Sıcak havada oynayan ve egzersiz yapan çocukların yalnızca su içmeye teşvik edilmesi yeterli değildir, izlenmeleri de gerekir.Genellikle hafif dehidrasyon sık susama ve sarı idrar gibi belirtilerle kendini gösterirken, daha ciddi dehidrasyon ciltte, ağız ve dilde kuruluk, gözlerde çöküklük, griye dönen deri rengi, deride kızarma, sıcaklık ve gevşeklik, gözyaşının olmaması, idrar çıkışında azalma gibi belirtilere neden olur.

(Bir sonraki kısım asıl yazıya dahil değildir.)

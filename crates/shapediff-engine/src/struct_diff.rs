//! Field-by-field comparison of two struct shapes.

use std::sync::Arc;

use shapediff_types::{ChangeType, FieldDef, Path, StructRef, StructShape, Value};

use crate::accessor::{Accessor, Normalize};
use crate::compare::ScalarCompare;
use crate::config::DiffConfig;
use crate::error::{AccessError, DiffError, DiffResult};
use crate::matcher::FieldMatcher;
use crate::presence::{Holder, PresenceProvider};
use crate::program::{Builder, Compiled, Cx, NodeId};
use crate::tag::Tag;

/// Compares matched fields of two struct shapes in "from" declaration order.
pub(crate) struct StructDiffer {
    fields: Vec<FieldDiffer>,
    presence: PresenceProvider,
}

/// One matched field pair.
struct FieldDiffer {
    /// Path segment reported for the field.
    name: String,
    from: Accessor,
    to: Accessor,
    /// Nested differ for composite and decoded fields.
    differ: Option<NodeId>,
    compare: ScalarCompare,
}

impl StructDiffer {
    pub(crate) fn build(builder: &mut Builder<'_>, from: &StructRef, to: &StructRef) -> DiffResult<Self> {
        let config = builder.config();
        let same = from == to;
        let from_shape = from.resolve();
        let to_shape = if same { Arc::clone(&from_shape) } else { to.resolve() };
        let from_tags = field_tags(&from_shape, config)?;
        let to_tags = if same {
            from_tags.clone()
        } else {
            field_tags(&to_shape, config)?
        };

        let presence = PresenceProvider {
            from: holder(&from_shape, &from_tags)?,
            to: holder(&to_shape, &to_tags)?,
        };
        let matcher = (!same).then(|| {
            FieldMatcher::new(
                to_shape
                    .fields()
                    .iter()
                    .enumerate()
                    .filter(|(i, _)| !to_tags[*i].presence)
                    .map(|(i, f)| (i, f.name())),
            )
        });

        let mut fields = Vec::with_capacity(from_shape.len());
        for (index, def) in from_shape.fields().iter().enumerate() {
            let tag = &from_tags[index];
            if tag.presence || tag.ignore {
                continue;
            }
            let to_index = match &matcher {
                None => index,
                Some(matcher) => match matcher.find(def.name()) {
                    Some(to_index) => to_index,
                    None => continue,
                },
            };
            let (Some(to_def), Some(to_tag)) = (to_shape.field(to_index), to_tags.get(to_index)) else {
                continue;
            };
            fields.push(FieldDiffer::build(
                builder,
                (index, def, tag),
                (to_index, to_def, to_tag),
            )?);
        }
        Ok(Self { fields, presence })
    }

    pub(crate) fn diff(
        &self,
        program: &Compiled,
        cx: &mut Cx<'_>,
        path: &Path,
        from: &Value,
        to: &Value,
        change: ChangeType,
    ) {
        for side in [from, to] {
            if !matches!(side, Value::Null | Value::Record(_)) {
                let error = AccessError::UnexpectedValue {
                    expected: "record",
                    found: side.kind(),
                };
                return cx.error(path.clone(), error);
            }
        }
        let check_presence = cx.config.presence && !self.presence.is_empty();

        for field in &self.fields {
            let from_value = match field.from.read(from) {
                Ok(value) => value,
                Err(e) => {
                    cx.error(path.field(field.name.as_str()), e);
                    continue;
                }
            };
            let to_value = match field.to.read(to) {
                Ok(value) => value,
                Err(e) => {
                    cx.error(path.field(field.name.as_str()), e);
                    continue;
                }
            };
            if check_presence
                && !self
                    .presence
                    .is_set(from, to, field.from.index(), field.to.index())
            {
                continue;
            }
            if from_value.is_null() && to_value.is_null() {
                continue;
            }

            let field_path = path.field(field.name.as_str());
            if let Some(node) = field.differ {
                let hint = ChangeType::between(&from_value, &to_value);
                program.run(node, cx, &field_path, &from_value, &to_value, hint);
                continue;
            }
            match change {
                ChangeType::Create => {
                    if !to_value.is_default() {
                        cx.log.add_create(field_path, to_value.into_owned());
                    }
                }
                ChangeType::Delete => {
                    if !from_value.is_default() {
                        cx.log.add_delete(field_path, from_value.into_owned());
                    }
                }
                ChangeType::Update => {
                    if !field.compare.matches(&from_value, &to_value) {
                        cx.log
                            .add_update(field_path, from_value.into_owned(), to_value.into_owned());
                    }
                }
            }
        }
    }
}

impl FieldDiffer {
    fn build(
        builder: &mut Builder<'_>,
        (from_index, from_def, tag): (usize, &FieldDef, &Tag),
        (to_index, to_def, to_tag): (usize, &FieldDef, &Tag),
    ) -> DiffResult<Self> {
        let name = tag
            .name
            .clone()
            .unwrap_or_else(|| from_def.name().to_string());
        let (from_shape, to_shape) = (from_def.shape(), to_def.shape());

        if from_shape.is_composite() || to_shape.is_composite() || tag.is_decodable() {
            return Ok(Self {
                name,
                from: Accessor::new(from_index),
                to: Accessor::new(to_index),
                differ: Some(builder.node(from_shape, to_shape, tag)?),
                compare: ScalarCompare::default(),
            });
        }

        let (Some(from_kind), Some(to_kind)) = (from_shape.as_scalar(), to_shape.as_scalar()) else {
            return Err(DiffError::incompatible(from_shape, to_shape));
        };
        let norm = Normalize::reconcile(from_kind, to_kind, builder.config().strict_mode)?;
        Ok(Self {
            name,
            from: Accessor::new(from_index)
                .with_norm(norm)
                .nullify(tag.nullifies(), Some(from_kind)),
            to: Accessor::new(to_index)
                .with_norm(norm)
                .nullify(to_tag.nullifies(), Some(to_kind)),
            differ: None,
            compare: ScalarCompare::from_tag(tag),
        })
    }
}

fn field_tags(shape: &StructShape, config: &DiffConfig) -> DiffResult<Vec<Tag>> {
    shape
        .fields()
        .iter()
        .map(|def| {
            Tag::parse(def.annotation(&config.tag_name).unwrap_or(""))
                .map(|tag| tag.init(config))
        })
        .collect()
}

fn holder(shape: &StructShape, tags: &[Tag]) -> DiffResult<Option<Holder>> {
    let Some(index) = tags.iter().position(|t| t.presence) else {
        return Ok(None);
    };
    let def = &shape.fields()[index];
    Holder::new(index, def, shape).map(Some)
}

Hidrasyonun sağlanamaması çocuğun zihinsel performansını ve öğrenme yeteneğini olumsuz etkiler. Halsizlik , baş dönmesi , baş ağrısı ve yorgunluk oluşumunun yanı sıra dikkat ve konsantrasyon yeteneğinin azalmasına neden olur. Susuzluk hissedildiğinde hafıza, dikkat ve konsantrasyon gibi zihinsel performans faktörleri de %10 azalmıştır.

Çocukların sıvı gereksinimi yaşla birlikte değişir. Süt alımı azaldıkça içiceklerle alınan su giderek daha önemli hale gelir. 0-1 yaşta anne sütü en iyi sıvı kaynağıdır. 6.aydan itibaren su ve tamamlayıcı besinler (mama, sebze suyu) anne sütüne destek olarak sıvı kaynağını oluşturur. 1 yaş sonrası ise en iyi sıvı kaynağı sudur.

Tatlarından dolayı popüler olan asitli içecekler çocuklar için daha çekici gibi görünse de hiçbir zaman suyun yerine geçemezler. Kafein içerikleri yüksek olan bu grup içecekler, yüksek asit içerikleri ile dişler için de zararlıdır ve yüksek kalorileri nedeniyle çocukluk çağı obezitesine zemin hazırlarlar.